Applicant is directed to pages 12-13 of KSR v Teleflex (500 US 398 2007) “ … the Court has held that a “patent for a combination which only unites old elements with no change in their respective functions . . . obviously withdraws what is already known into the field of its monopoly and diminishes the resources available to skillful men.” Great Atlantic & Pacific Tea Co. v. Supermarket Equipment Corp., 340 U. S. 147, 152 (1950). This is a principal reason for declining to allow patents for what is obvious. The combination of familiar elements according to known methods is likely to be obvious when it does no more than yield predictable results.” “When a work is available in one field of endeavor, design incentives and other market forces can prompt variations of it, either in the same field or a different one(emphasis added). If a person of ordinary skill can implement a predictable variation, §103 likely bars its patentability. For the same reason, if a technique has been used to improve one device, and a person of ordinary skill in the art would recognize that it would improve similar devices in the same way, using the technique is obvious unless its actual application is beyond his or her skill.”

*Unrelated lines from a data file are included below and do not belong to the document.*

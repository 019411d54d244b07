use crate::types::ValueType;
use std::ops::Range;

pub type SeriesResult<T> = Result<T, SeriesError>;

#[derive(Clone, Debug, PartialEq, thiserror::Error)]
pub enum SeriesError {
    #[error("size mismatch: expected {expected} elements, got {actual}")]
    SizeMismatch { expected: usize, actual: usize },

    #[error("index {index} is out of bounds for a series of size {len}")]
    IndexOutOfBounds { index: i64, len: usize },

    #[error("invalid cast to {expected}: value at index {index} is {actual}")]
    InvalidCast {
        expected: ValueType,
        actual: String,
        index: usize,
    },

    #[error("division by zero at index {index}")]
    DivisionByZero { index: usize },

    #[error("type mismatch: {0}")]
    TypeMismatch(String),

    #[error("invalid argument: {0}")]
    InvalidArgument(String),
}

impl SeriesError {
    pub(crate) fn check_size(expected: usize, actual: usize) -> SeriesResult<()> {
        if expected != actual {
            return Err(SeriesError::SizeMismatch { expected, actual });
        }
        Ok(())
    }

    pub(crate) fn check_index(index: usize, len: usize) -> SeriesResult<()> {
        if index >= len {
            return Err(SeriesError::IndexOutOfBounds {
                index: i64::try_from(index).unwrap_or(i64::MAX),
                len,
            });
        }
        Ok(())
    }

    /// `offset..offset + count` when it fits in `len` elements. The reported index saturates.
    pub(crate) fn check_range(
        offset: usize,
        count: usize,
        len: usize,
    ) -> SeriesResult<Range<usize>> {
        match offset.checked_add(count) {
            Some(end) if end <= len => Ok(offset..end),
            end => Err(SeriesError::IndexOutOfBounds {
                index: end
                    .and_then(|end| i64::try_from(end).ok())
                    .unwrap_or(i64::MAX),
                len,
            }),
        }
    }
}
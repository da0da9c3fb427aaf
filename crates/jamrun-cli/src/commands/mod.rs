pub mod dialogue;
pub mod leaderboard;
pub mod play;
pub mod status;
pub mod tracks;

use anyhow::{Context, Result};
use jamrun::{Collaborator, Config, RunnerApi};

/// Backend client with the configured timeout and fallbacks
fn collaborator(config: &Config) -> Result<Collaborator<RunnerApi>> {
    let api = RunnerApi::new(&config.backend).context("Failed to create backend client")?;
    Ok(Collaborator::new(api, config.backend.fallback_timeout()))
}
use anyhow::Result;
use jamrun::{Config, DialogueContext};
use owo_colors::OwoColorize;

pub async fn run(config: &Config, context: DialogueContext, track: &str) -> Result<()> {
    let dialogue = super::collaborator(config)?
        .dialogue(context, track, &config.player_name)
        .await;

    println!("{}", dialogue.dialogue.yellow());
    println!("{}", dialogue.translation.dimmed());
    Ok(())
}
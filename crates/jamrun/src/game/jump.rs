/// Identifies one jump so that a late cooldown expiry cannot end a newer jump
#[derive(Debug, Clone, Copy, PartialEq, Eq, Hash)]
pub struct JumpTicket(u64);

/// Jump flag owned by the input handler
#[derive(Debug, Clone, Default)]
pub struct JumpState {
    active: bool,
    generation: u64,
}

impl JumpState {
    pub fn is_active(&self) -> bool {
        self.active
    }

    /// Begin a jump unless one is already in flight
    pub(crate) fn try_start(&mut self) -> Option<JumpTicket> {
        if self.active {
            return None;
        }
        self.active = true;
        self.generation += 1;
        Some(JumpTicket(self.generation))
    }

    /// End the jump identified by `ticket`. Stale tickets are ignored.
    pub(crate) fn land(&mut self, ticket: JumpTicket) -> bool {
        if self.active && ticket.0 == self.generation {
            self.active = false;
            return true;
        }
        false
    }

    /// Drop any jump in flight; its pending expiry becomes stale
    pub(crate) fn clear(&mut self) {
        self.active = false;
        self.generation += 1;
    }
}
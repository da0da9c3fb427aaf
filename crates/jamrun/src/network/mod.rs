//! Backend collaborator.
//!
//! - [`Backend`]: the logical operations the game needs from its backend
//! - [`RunnerApi`]: HTTP implementation on top of the retrying [`HttpClient`]
//! - [`Collaborator`]: bounds every call and substitutes fallback data

mod api;
mod backend;
mod client;
mod collaborator;

pub use api::RunnerApi;
pub use backend::*;
pub use client::HttpClient;
pub use collaborator::Collaborator;

#[cfg(test)]
pub(crate) use collaborator::tests::FakeBackend;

"[W]here the general conditions of a claim are disclosed in the prior art, it is not inventive to discover the optimum or workable ranges by routine experimentation." In re Aller, 220 F.2d 454, 456, 105 USPQ 233, 235 (CCPA 1955) (Claimed process which was performed at a temperature between 40°C and 80°C and an acid concentration between 25% and 70% was held to be prima facie obvious over a reference process which differed from the claims only in that the reference process was performed at a temperature of 100°C and an acid concentration of 10%.); >see also Peterson, 315 F.3d at 1330, 65 USPQ2d at 1382 ("The normal desire of scientists or artisans to improve upon what is already generally known provides the motivation to determine where in a disclosed set of percentage ranges is the optimum combination of percentages.");< ** In re Hoeschele, 406 F.2d 1403, 160 USPQ 809 (CCPA 1969) (Claimed elastomeric polyurethanes which fell within the broad scope of the references were held to be unpatentable thereover because, among other reasons, there was no evidence of the criticality of the claimed ranges of molecular weight or molar proportions.). For more recent cases applying this principle, see Merck & Co. Inc. v. Biocraft Laboratories Inc., 874 F.2d 804, 10 USPQ2d 1843 (Fed. Cir.), cert. denied, 493 U.S. 975 (1989); In re Kulling, 897 F.2d 1147, 14 USPQ2d 1056 (Fed. Cir. 1990); and In re Geisler, 116 F.3d 1465, 43 USPQ2d 1362 (Fed. Cir. 1997).
Accordingly, the claimed invention was prima facie obvious to one of ordinary
skill in the art at the time the invention was made especially in the absence of evidence
to the contrary.
Any inquiry concerning this communication or earlier communications from the examiner should be directed to BLAINE LANKFORD whose telephone number is (571)272-0917. The examiner can normally be reached M-Th 8-6:30.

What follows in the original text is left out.